Don't bother sending your children's toys to Africa.
Can you imagine how depressing it must be for those kids to receive a Tamagotchi that's going to outlive them?

Submitted by: giorgiss

What bounces and makes kids cry?
My donation cheque to Children in Need.

Submitted by: giorgiss

I was approached by a member of Greenpeace in the street the other day and he told me that if I don't donate 2 a month then people in Africa will die.
I cant believe Greenpeace employ such violent people.

Submitted by: giorgiss

Finally. A natural disaster in a country I don't have to give money to.

Submitted by: giorgiss

If you're struggling to provide for your kids, just send them to Africa and donate 2 per month.

Submitted by: giorgiss

Want to be Invisible to other people? Just stand in the doorway of a supermarket holding a charity tin.

Submitted by: giorgiss

I think my mate is racist. I asked him to record Sport Relief last night and I told him not to bother with any of the boring bits but just the funny stuff.
I've just watched two hours of dying Africans.

Submitted by: giorgiss

I was flagged down outside Greggs in the town centre today by a hippy chick with beads in her hair, ripped jeans, open-toed sandals and a blue RSPCA polo shirt.
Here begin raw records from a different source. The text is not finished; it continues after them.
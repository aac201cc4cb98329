//! 公共类型（对外暴露）
use serde::Serialize;

/// 一次签名命中（不可变）
#[derive(Debug, Clone, PartialEq, Eq, Serialize)]
pub struct Detection {
    /// 命中的签名名称
    pub signature: String,
    /// 命中所在目标的标签
    pub target: String,
    /// 所在块在源中的绝对起始偏移
    pub block_offset: u64,
    /// 签名在本块中首次出现的绝对偏移
    pub match_offset: u64,
    /// 可读描述（包含签名、块偏移与目标）
    pub description: String,
}

impl Detection {
    pub(crate) fn new(signature: &str, target: String, block_offset: u64, match_offset: u64) -> Self {
        let description = format!("Found '{signature}' in block at offset {block_offset} of {target}");
        Self { signature: signature.to_string(), target, block_offset, match_offset, description }
    }
}

/// 当前目标的读取进度快照
#[derive(Debug, Clone, PartialEq, Eq, Serialize)]
pub struct ProgressInfo {
    pub current_target: String,
    /// 已到达的绝对偏移
    pub scanned_bytes: u64,
    pub total_bytes: u64,
    /// 仍在队列中等待扫描的目标数
    pub unscanned_targets: usize,
}
//! Player and PlayerKind data structures.

use serde::{Deserialize, Serialize};
use uuid::Uuid;

/// Unique identifier for a player (used in match slots and lookups).
pub type PlayerId = Uuid;

/// Name marker carried by every scheduler-created filler player.
pub const BOT_PREFIX: &str = "[BOT]";

/// Whether a player is a real racer or a filler created by the scheduler.
#[derive(Clone, Copy, Debug, Default, Eq, Hash, PartialEq, Serialize, Deserialize)]
#[serde(rename_all = "snake_case")]
pub enum PlayerKind {
    #[default]
    Human,
    Bot,
}

/// A player in the tournament.
#[derive(Clone, Debug, Eq, PartialEq, Serialize, Deserialize)]
pub struct Player {
    pub id: PlayerId,
    pub name: String,
    pub kind: PlayerKind,
    /// Stored filename of the uploaded picture, if any.
    pub image: Option<String>,
}

impl Player {
    /// Create a new human player with the given (already sanitized) name.
    pub fn new(name: impl Into<String>) -> Self {
        Self {
            id: Uuid::new_v4(),
            name: name.into(),
            kind: PlayerKind::Human,
            image: None,
        }
    }

    /// Create the `seq`-th bot filler, named `"[BOT] <seq>"`.
    pub fn bot(seq: usize) -> Self {
        Self {
            id: Uuid::new_v4(),
            name: format!("{BOT_PREFIX} {seq}"),
            kind: PlayerKind::Bot,
            image: None,
        }
    }

    pub fn is_bot(&self) -> bool {
        self.kind == PlayerKind::Bot
    }

    pub fn is_human(&self) -> bool {
        self.kind == PlayerKind::Human
    }
}
//! Match (race) between four player slots.

use crate::models::player::PlayerId;
use serde::{Deserialize, Serialize};
use std::collections::HashSet;
use uuid::Uuid;

/// Unique identifier for a match.
pub type MatchId = Uuid;

/// Every race has exactly this many player slots.
pub const SLOTS: usize = 4;

/// A single four-player race. Slots are ordered but carry no ranking.
#[derive(Clone, Debug, Eq, PartialEq, Serialize, Deserialize)]
pub struct GameMatch {
    pub id: MatchId,
    /// Sequence tag; several matches may share one.
    pub round: u32,
    pub players: [PlayerId; SLOTS],
    /// Per-slot points; None until the race has been recorded.
    pub scores: [Option<u32>; SLOTS],
    pub winner: Option<PlayerId>,
}

impl GameMatch {
    pub fn new(round: u32, players: [PlayerId; SLOTS]) -> Self {
        Self {
            id: Uuid::new_v4(),
            round,
            players,
            scores: [None; SLOTS],
            winner: None,
        }
    }

    /// A match with any missing score has not been played yet.
    pub fn is_played(&self) -> bool {
        self.scores.iter().all(Option::is_some)
    }

    /// True if `player` occupies any slot.
    pub fn involves(&self, player: PlayerId) -> bool {
        self.players.contains(&player)
    }

    /// Slots paired with their recorded score.
    pub fn slot_scores(&self) -> impl Iterator<Item = (PlayerId, Option<u32>)> + '_ {
        self.players.iter().copied().zip(self.scores.iter().copied())
    }

    /// Unordered set of the players in this match.
    pub fn player_set(&self) -> HashSet<PlayerId> {
        self.players.iter().copied().collect()
    }
}
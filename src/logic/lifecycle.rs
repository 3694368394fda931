//! Tournament lifecycle: create, end, reset, delete.

use crate::models::{Tournament, TournamentError, TournamentId, TournamentStatus};
use crate::store::{Store, UnitOfWork};
use crate::validate::{sanitize_name, MAX_NAME_LEN};

/// Create an active tournament with a sanitized name.
pub fn create_tournament(store: &mut Store, raw_name: &str) -> Result<TournamentId, TournamentError> {
    let name = sanitize_name(raw_name, MAX_NAME_LEN).ok_or_else(|| {
        TournamentError::invalid(
            "Invalid tournament name. Use letters, numbers, spaces, underscore, hyphen or dot (max 100).",
        )
    })?;
    let id = store.insert(Tournament::new(name));
    log::info!("created tournament {}", id);
    Ok(id)
}

/// Mark the tournament completed by hand.
pub fn end_tournament(tx: &mut UnitOfWork<'_>) {
    tx.set_status(TournamentStatus::Completed);
}

/// Delete every match but keep all players (bots included). Returns the number removed.
pub fn reset_matches(tx: &mut UnitOfWork<'_>) -> usize {
    let removed = tx.delete_matches();
    log::info!(
        "reset tournament {}: {} match(es) deleted",
        tx.tournament_id(),
        removed
    );
    removed
}

/// Delete a tournament with all of its players and matches.
pub fn delete_tournament(store: &mut Store, id: TournamentId) -> Result<Tournament, TournamentError> {
    let removed = store.remove(id)?;
    log::info!(
        "deleted tournament {} ({} players, {} matches)",
        id,
        removed.players.len(),
        removed.matches.len()
    );
    Ok(removed)
}
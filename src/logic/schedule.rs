//! Schedule planning: hand out the appearances every human still owes, four slots per race.
//!
//! 1. Each human owes `games_per_player` minus the races they already sit in.
//! 2. One pool entry per owed appearance, shuffled.
//! 3. `human_distribution` decides how many humans each race gets.
//! 4. Races are filled by scanning the pool for distinct players, then padded with bots.
//! 5. Whatever the headcounts did not place is drained in groups of 3 (or 2).

use crate::logic::distribution::human_distribution;
use crate::logic::roster::ensure_bots;
use crate::models::{GameMatch, PlayerId, TournamentError, SLOTS};
use crate::store::UnitOfWork;
use crate::validate::clamp_int;
use rand::seq::SliceRandom;
use rand::Rng;

/// Bounds for the games-per-player request.
pub const MIN_GAMES_PER_PLAYER: i64 = 1;
pub const MAX_GAMES_PER_PLAYER: i64 = 20;

/// Bots kept around for padding. A group has at least 2 humans, so 2 bots always suffice.
pub const MIN_BOTS: usize = 2;

/// Smallest group that makes a race.
const MIN_GROUP: usize = 2;

/// Owed appearances, one entry per slot a player still has to fill.
///
/// Extraction scans left to right and removes what it picks, so the order of
/// entries decides who ends up racing whom.
#[derive(Clone, Debug, Default, Eq, PartialEq)]
pub struct AppearancePool {
    slots: Vec<PlayerId>,
}

impl AppearancePool {
    pub fn new(slots: Vec<PlayerId>) -> Self {
        Self { slots }
    }

    pub fn len(&self) -> usize {
        self.slots.len()
    }

    pub fn is_empty(&self) -> bool {
        self.slots.is_empty()
    }

    pub fn as_slice(&self) -> &[PlayerId] {
        &self.slots
    }

    pub fn shuffle<R: Rng + ?Sized>(&mut self, rng: &mut R) {
        self.slots.shuffle(rng);
    }

    /// Remove up to `k` distinct ids, left to right. Further copies of an id
    /// already picked are skipped and stay in the pool.
    pub fn take_distinct(&mut self, k: usize) -> Vec<PlayerId> {
        let mut group: Vec<PlayerId> = Vec::with_capacity(k);
        self.slots.retain(|&id| {
            if group.len() < k && !group.contains(&id) {
                group.push(id);
                false
            } else {
                true
            }
        });
        group
    }

    /// Return picks to the end of the pool.
    pub fn put_back(&mut self, ids: Vec<PlayerId>) {
        self.slots.extend(ids);
    }
}

/// Take a group of up to `k` distinct players. If fewer than 2 come out, the
/// picks go back, the pool is reshuffled and exactly 2 are tried once more.
fn extract_group<R: Rng + ?Sized>(
    pool: &mut AppearancePool,
    k: usize,
    rng: &mut R,
) -> Option<Vec<PlayerId>> {
    let group = pool.take_distinct(k);
    if group.len() >= MIN_GROUP {
        return Some(group);
    }
    pool.put_back(group);
    pool.shuffle(rng);
    let retry = pool.take_distinct(MIN_GROUP);
    if retry.len() >= MIN_GROUP {
        Some(retry)
    } else {
        pool.put_back(retry);
        None
    }
}

/// Split the pool into groups of distinct humans: first one group per
/// headcount, then leftovers in groups of 3 (2 when fewer than 3 remain).
/// Stops once no group of at least 2 distinct players can be formed; whatever
/// is still in the pool then is left there.
pub fn assemble_groups<R: Rng + ?Sized>(
    pool: &mut AppearancePool,
    headcounts: &[u32],
    rng: &mut R,
) -> Vec<Vec<PlayerId>> {
    let mut groups = Vec::new();
    for &k in headcounts {
        match extract_group(pool, k as usize, rng) {
            Some(group) => groups.push(group),
            None => log::debug!("no group of {} possible, {} left in pool", k, pool.len()),
        }
    }
    while !pool.is_empty() {
        let k = if pool.len() >= 3 { 3 } else { MIN_GROUP };
        match extract_group(pool, k, rng) {
            Some(group) => groups.push(group),
            None => break,
        }
    }
    groups
}

/// Fill the empty slots of `group` with bots, cycling through `bots` from the start.
pub fn pad_with_bots(group: &[PlayerId], bots: &[PlayerId]) -> [PlayerId; SLOTS] {
    let mut slots = [PlayerId::nil(); SLOTS];
    let mut cycle = bots.iter().cycle();
    for (i, slot) in slots.iter_mut().enumerate() {
        *slot = match group.get(i) {
            Some(&id) => id,
            None => cycle.next().copied().unwrap_or_default(),
        };
    }
    slots
}

/// Plan races so every human reaches `games_per_player` appearances (clamped to 1..=20).
///
/// Every created match gets its own round, counting up from the next free
/// round. All matches are staged on `tx`; nothing is stored until the caller commits.
pub fn plan_schedule<R: Rng + ?Sized>(
    tx: &mut UnitOfWork<'_>,
    games_per_player: i64,
    rng: &mut R,
) -> Result<Vec<GameMatch>, TournamentError> {
    let target = clamp_int(games_per_player, MIN_GAMES_PER_PLAYER, MAX_GAMES_PER_PLAYER) as usize;
    let humans = tx.tournament().humans();
    if humans.len() < MIN_GROUP {
        return Err(TournamentError::invalid(
            "Need at least 2 players to plan a schedule",
        ));
    }

    let mut slots = Vec::new();
    for p in &humans {
        let played = tx.matches().iter().filter(|m| m.involves(p.id)).count();
        let owed = target.saturating_sub(played);
        slots.extend(std::iter::repeat(p.id).take(owed));
    }
    let mut pool = AppearancePool::new(slots);
    pool.shuffle(rng);

    let headcounts = human_distribution(pool.len());
    log::debug!(
        "planning {} appearances for {} players as {:?}",
        pool.len(),
        humans.len(),
        headcounts
    );
    let groups = assemble_groups(&mut pool, &headcounts, rng);
    if !pool.is_empty() {
        log::info!(
            "{} appearance(s) could not be placed without repeating a player",
            pool.len()
        );
    }

    let bots: Vec<PlayerId> = if groups.iter().any(|g| g.len() < SLOTS) {
        ensure_bots(tx, MIN_BOTS).iter().map(|b| b.id).collect()
    } else {
        Vec::new()
    };

    let mut round = tx.tournament().next_round();
    let mut created = Vec::with_capacity(groups.len());
    for group in &groups {
        let game = GameMatch::new(round, pad_with_bots(group, &bots));
        tx.insert_match(game.clone());
        created.push(game);
        round += 1;
    }
    log::info!(
        "planned {} match(es) for tournament {}",
        created.len(),
        tx.tournament_id()
    );
    Ok(created)
}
She saw me from a good 50 yards away and started waving her clipboard and grinning inanely at me.
I did the obligatory look over my shoulder, look back at her, point at myself whilst mouthing 'me?' routine, sighed and headed towards her.
She bounced into the air and landed her face not three inches from mine, close enough to smell the quorn nuggets on her breath.
"Hiya! Are you OK?! My name's Casa..."
I held up my finger to her face and gently touched it to her lips, dragging it slowly from one side of her mouth to the other like a stoned metronome. Then without breaking eye contact once, I leant in even closer to her face and said softly,
"When I was nine, I beat a puppy to death with a spade and threw it onto the roof of my neighbour's conservatory."
Then I walked away, but not before screaming "RARGHH!" at some nearby pigeons.

Submitted by: giorgiss

Despite the recession Comic Relief raised 57m.
I'd love to see Lenny Henry's face when my cheque for 55m bounces!
Well worth the 40 quid charge.

Submitted by: giorgiss

Dont spend two quid to dry-clean a shirt. Donate it to the Salvation Army instead. Theyll clean it and put it on a hanger. Next morning, buy it back for seventy five pence.